Report how many lines below contain the word "entry", giving the number and no other words.

------------------------

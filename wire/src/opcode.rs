//! Access layer opcodes.

use std::fmt;

use bitstream::{BitResult, ByteReader, ByteWriter};

use crate::error::{DecodeError, WireResult};

/// First opcode octet reserved for future use.
pub const RESERVED_OPCODE: u8 = 0x7F;

/// An access message opcode in one of its three encoded forms.
///
/// The raw value follows the access layer convention:
/// - 1 octet: `0x00..=0x7E`
/// - 2 octets: `0b10xx_xxxx` followed by one octet, stored as `0xXXYY`
/// - 3 octets (vendor): `0b11xx_xxxx` followed by a little-endian company
///   identifier, stored as `0xXXCCCC`
#[derive(Debug, Clone, Copy, PartialEq, Eq, Hash, PartialOrd, Ord)]
pub struct Opcode(u32);

impl Opcode {
    /// Creates a 1-octet opcode.
    ///
    /// `b0` must be below [`RESERVED_OPCODE`]; larger values would be read
    /// back as a longer form.
    #[must_use]
    pub const fn one(b0: u8) -> Self {
        debug_assert!(b0 < RESERVED_OPCODE, "1-octet opcodes are 0x00..=0x7E");
        Self(b0 as u32)
    }

    /// Creates a 2-octet opcode.
    ///
    /// The top two bits of `b0` are forced to `0b10`.
    #[must_use]
    pub const fn two(b0: u8, b1: u8) -> Self {
        let b0 = (b0 & 0x3F) | 0x80;
        Self(((b0 as u32) << 8) | b1 as u32)
    }

    /// Creates a 3-octet vendor opcode.
    ///
    /// Only the low six bits of `b0` are kept; the top two are forced to
    /// `0b11`.
    #[must_use]
    pub const fn vendor(b0: u8, company: u16) -> Self {
        let b0 = (b0 & 0x3F) | 0xC0;
        Self(((b0 as u32) << 16) | company as u32)
    }

    /// Returns the raw opcode value.
    #[must_use]
    pub const fn raw(self) -> u32 {
        self.0
    }

    /// Returns the number of octets the opcode occupies on the wire.
    #[must_use]
    pub const fn encoded_len(self) -> usize {
        if self.0 < 0x100 {
            1
        } else if self.0 < 0x1_0000 {
            2
        } else {
            3
        }
    }

    /// Returns the company identifier of a vendor opcode.
    #[must_use]
    pub const fn company(self) -> Option<u16> {
        if self.encoded_len() == 3 {
            Some((self.0 & 0xFFFF) as u16)
        } else {
            None
        }
    }

    /// Writes the opcode in its wire form.
    pub fn encode(self, writer: &mut ByteWriter) -> BitResult<()> {
        match self.encoded_len() {
            1 => writer.write_u8(self.0 as u8),
            2 => writer.write_be16(self.0 as u16),
            _ => {
                writer.write_u8((self.0 >> 16) as u8)?;
                writer.write_le16((self.0 & 0xFFFF) as u16)
            }
        }
    }

    /// Reads an opcode from the front of `reader`.
    ///
    /// The form is chosen by the two high bits of the first octet.
    pub fn decode(reader: &mut ByteReader<'_>) -> WireResult<Self> {
        let Some(&first) = reader.rest().first() else {
            return Err(DecodeError::EmptyMessage);
        };
        let needed = match first >> 6 {
            0b00 | 0b01 => {
                if first == RESERVED_OPCODE {
                    return Err(DecodeError::ReservedOpcode { octet: first });
                }
                1
            }
            0b10 => 2,
            _ => 3,
        };
        let available = reader.remaining();
        if available < needed {
            return Err(DecodeError::TruncatedOpcode { needed, available });
        }

        let opcode = match needed {
            1 => reader.read_u8().map(Self::one),
            2 => reader.read_be16().map(|raw| Self(u32::from(raw))),
            _ => reader.read_bytes(3).map(|octets| {
                let company = u16::from_le_bytes([octets[1], octets[2]]);
                Self((u32::from(octets[0]) << 16) | u32::from(company))
            }),
        };
        opcode.map_err(|_| DecodeError::TruncatedOpcode { needed, available })
    }
}

impl fmt::Display for Opcode {
    fn fmt(&self, f: &mut fmt::Formatter<'_>) -> fmt::Result {
        match self.encoded_len() {
            1 => write!(f, "0x{:02X}", self.0),
            2 => write!(f, "0x{:04X}", self.0),
            _ => write!(f, "0x{:06X}", self.0),
        }
    }
}
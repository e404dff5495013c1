//! The ordered sensor collection shared by the server models.

use std::collections::HashSet;

use crate::error::{RegistryError, RegistryResult};
use crate::sensor::Sensor;
use crate::PropertyId;

/// Ordered, immutable set of sensors keyed by property ID.
///
/// Built once when the element is configured. Both the server and the setup
/// server read from the same instance; nothing mutates it afterwards.
#[derive(Debug, Clone, Default)]
#[cfg_attr(feature = "serde", derive(serde::Serialize, serde::Deserialize))]
pub struct SensorRegistry {
    sensors: Vec<Sensor>,
}

impl SensorRegistry {
    /// Creates a registry from sensors after validation.
    pub fn new(sensors: Vec<Sensor>) -> RegistryResult<Self> {
        let registry = Self { sensors };
        registry.validate()?;
        Ok(registry)
    }

    /// Creates a registry builder.
    #[must_use]
    pub fn builder() -> RegistryBuilder {
        RegistryBuilder {
            sensors: Vec::new(),
        }
    }

    /// Validates registry invariants.
    ///
    /// Sensor IDs must be unique, setting IDs unique per sensor, and
    /// descriptor tolerances must fit their 12-bit fields.
    pub fn validate(&self) -> RegistryResult<()> {
        let mut sensor_ids = HashSet::new();
        for sensor in &self.sensors {
            if !sensor_ids.insert(sensor.id) {
                return Err(RegistryError::DuplicateSensorId { id: sensor.id });
            }
            sensor.descriptor.validate(sensor.id)?;

            let mut setting_ids = HashSet::new();
            for setting in &sensor.settings {
                if !setting_ids.insert(setting.id) {
                    return Err(RegistryError::DuplicateSettingId {
                        sensor: sensor.id,
                        setting: setting.id,
                    });
                }
            }
        }
        Ok(())
    }

    /// Finds the sensor with property ID `id`.
    ///
    /// Linear scan in registry order; the first match wins.
    #[must_use]
    pub fn lookup(&self, id: PropertyId) -> Option<&Sensor> {
        self.sensors.iter().find(|sensor| sensor.id == id)
    }

    /// Returns the sensors in registry order.
    #[must_use]
    pub fn sensors(&self) -> &[Sensor] {
        &self.sensors
    }

    /// Iterates over the sensors in registry order.
    pub fn iter(&self) -> std::slice::Iter<'_, Sensor> {
        self.sensors.iter()
    }

    /// Returns the number of sensors.
    #[must_use]
    pub fn len(&self) -> usize {
        self.sensors.len()
    }

    /// Returns `true` if the registry holds no sensors.
    #[must_use]
    pub fn is_empty(&self) -> bool {
        self.sensors.is_empty()
    }
}

impl<'a> IntoIterator for &'a SensorRegistry {
    type Item = &'a Sensor;
    type IntoIter = std::slice::Iter<'a, Sensor>;

    fn into_iter(self) -> Self::IntoIter {
        self.iter()
    }
}

/// Builder for `SensorRegistry`.
#[derive(Debug, Default)]
pub struct RegistryBuilder {
    sensors: Vec<Sensor>,
}

impl RegistryBuilder {
    /// Adds a sensor.
    #[must_use]
    pub fn sensor(mut self, sensor: Sensor) -> Self {
        self.sensors.push(sensor);
        self
    }

    /// Builds the registry after validation.
    pub fn build(self) -> RegistryResult<SensorRegistry> {
        SensorRegistry::new(self.sensors)
    }
}
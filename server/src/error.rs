//! Error types for model message handling.

use std::fmt;

use bitstream::BitError;
use wire::{DecodeError, EncodeError, Opcode};

use crate::dispatch::Handler;

/// Result type for message handlers.
pub type HandlerResult<T> = Result<T, HandlerError>;

/// Result type for client-side status decoding.
pub type CodecResult<T> = Result<T, CodecError>;

/// Errors a handler can report instead of a reply.
#[derive(Debug, Clone, PartialEq, Eq)]
pub enum HandlerError {
    /// The opcode is wired into a table but has no implementation yet.
    NotImplemented { handler: Handler },

    /// Request payload could not be parsed.
    Malformed(BitError),

    /// Reply could not be assembled.
    Encode(EncodeError),

    /// The handler produced a reply other than the request's status, or
    /// a reply to an unacknowledged request.
    UnexpectedReply {
        handler: Handler,
        expected: Option<Opcode>,
        found: Option<Opcode>,
    },
}

/// Errors while parsing a status message on the client side.
#[derive(Debug, Clone, PartialEq, Eq)]
pub enum CodecError {
    /// Wire framing error.
    Wire(DecodeError),

    /// Message carries a different opcode than expected.
    UnexpectedOpcode { expected: Opcode, found: Opcode },

    /// Trailing bytes do not form a complete entry.
    Truncated { offset: usize, remaining: usize },
}

/// Errors a transport reports when refusing an outbound message.
#[derive(Debug, Clone, PartialEq, Eq)]
pub enum SendError {
    /// No room left behind the payload for the TransMIC.
    InsufficientTailroom { needed: usize, available: usize },

    /// Message exceeds the largest access payload.
    MessageTooLarge { len: usize, limit: usize },

    /// The transport cannot accept messages right now.
    Unavailable,
}

impl fmt::Display for HandlerError {
    fn fmt(&self, f: &mut fmt::Formatter<'_>) -> fmt::Result {
        match self {
            Self::NotImplemented { handler } => write!(f, "{handler} not implemented"),
            Self::Malformed(err) => write!(f, "malformed request: {err}"),
            Self::Encode(err) => write!(f, "reply encoding failed: {err}"),
            Self::UnexpectedReply {
                handler,
                expected,
                found,
            } => {
                write!(f, "{handler} replied with ")?;
                match found {
                    Some(opcode) => write!(f, "{opcode}")?,
                    None => f.write_str("nothing")?,
                }
                match expected {
                    Some(opcode) => write!(f, ", expected {opcode}"),
                    None => f.write_str(", expected no reply"),
                }
            }
        }
    }
}

impl fmt::Display for CodecError {
    fn fmt(&self, f: &mut fmt::Formatter<'_>) -> fmt::Result {
        match self {
            Self::Wire(err) => write!(f, "wire error: {err}"),
            Self::UnexpectedOpcode { expected, found } => {
                write!(f, "unexpected opcode {found}, expected {expected}")
            }
            Self::Truncated { offset, remaining } => {
                write!(
                    f,
                    "truncated entry at offset {offset}: {remaining} bytes remaining"
                )
            }
        }
    }
}

impl fmt::Display for SendError {
    fn fmt(&self, f: &mut fmt::Formatter<'_>) -> fmt::Result {
        match self {
            Self::InsufficientTailroom { needed, available } => {
                write!(
                    f,
                    "not enough tailroom for TransMIC: need {needed}, have {available}"
                )
            }
            Self::MessageTooLarge { len, limit } => {
                write!(f, "message too large: {len} bytes > {limit}")
            }
            Self::Unavailable => write!(f, "transport unavailable"),
        }
    }
}

impl From<EncodeError> for HandlerError {
    fn from(err: EncodeError) -> Self {
        Self::Encode(err)
    }
}

// Byte-level failures inside a handler come from writing the reply; request
// parsing maps its errors to `Malformed` explicitly.
impl From<BitError> for HandlerError {
    fn from(err: BitError) -> Self {
        Self::Encode(EncodeError::from(err))
    }
}

impl From<DecodeError> for CodecError {
    fn from(err: DecodeError) -> Self {
        Self::Wire(err)
    }
}

impl std::error::Error for HandlerError {}

impl std::error::Error for CodecError {}

impl std::error::Error for SendError {}

#[cfg(test)]
mod tests {
    use super::*;

    #[test]
    fn handler_error_display_not_implemented() {
        let err = HandlerError::NotImplemented {
            handler: Handler::CadenceSet,
        };
        let msg = err.to_string();
        assert!(msg.contains("cadence set"));
        assert!(msg.contains("not implemented"));
    }

    #[test]
    fn handler_error_from_overflow_is_encode() {
        let err = HandlerError::from(BitError::BufferOverflow {
            attempted: 14,
            capacity: 13,
        });
        assert!(matches!(
            err,
            HandlerError::Encode(EncodeError::BufferTooSmall { .. })
        ));
    }

    #[test]
    fn handler_error_display_unexpected_reply() {
        let err = HandlerError::UnexpectedReply {
            handler: Handler::SettingSetUnack,
            expected: None,
            found: Some(Opcode::one(0x5B)),
        };
        assert_eq!(
            err.to_string(),
            "setting set unacknowledged replied with 0x5B, expected no reply"
        );

        let err = HandlerError::UnexpectedReply {
            handler: Handler::SensorGet,
            expected: Some(Opcode::one(0x52)),
            found: None,
        };
        assert_eq!(
            err.to_string(),
            "sensor get replied with nothing, expected 0x52"
        );
    }

    #[test]
    fn codec_error_display_truncated() {
        let err = CodecError::Truncated {
            offset: 8,
            remaining: 3,
        };
        let msg = err.to_string();
        assert!(msg.contains("offset 8"));
        assert!(msg.contains('3'));
    }

    #[test]
    fn codec_error_display_unexpected_opcode() {
        let err = CodecError::UnexpectedOpcode {
            expected: Opcode::one(0x51),
            found: Opcode::one(0x52),
        };
        assert_eq!(err.to_string(), "unexpected opcode 0x52, expected 0x51");
    }

    #[test]
    fn send_error_display() {
        let err = SendError::InsufficientTailroom {
            needed: 4,
            available: 2,
        };
        assert!(err.to_string().contains("TransMIC"));
        let err = SendError::MessageTooLarge {
            len: 400,
            limit: 380,
        };
        assert!(err.to_string().contains("400"));
    }

    #[test]
    fn errors_are_std_errors() {
        fn assert_error<E: std::error::Error>() {}
        assert_error::<HandlerError>();
        assert_error::<CodecError>();
        assert_error::<SendError>();
    }
}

------------------------

→ **PROBLEM SOLUTION**
2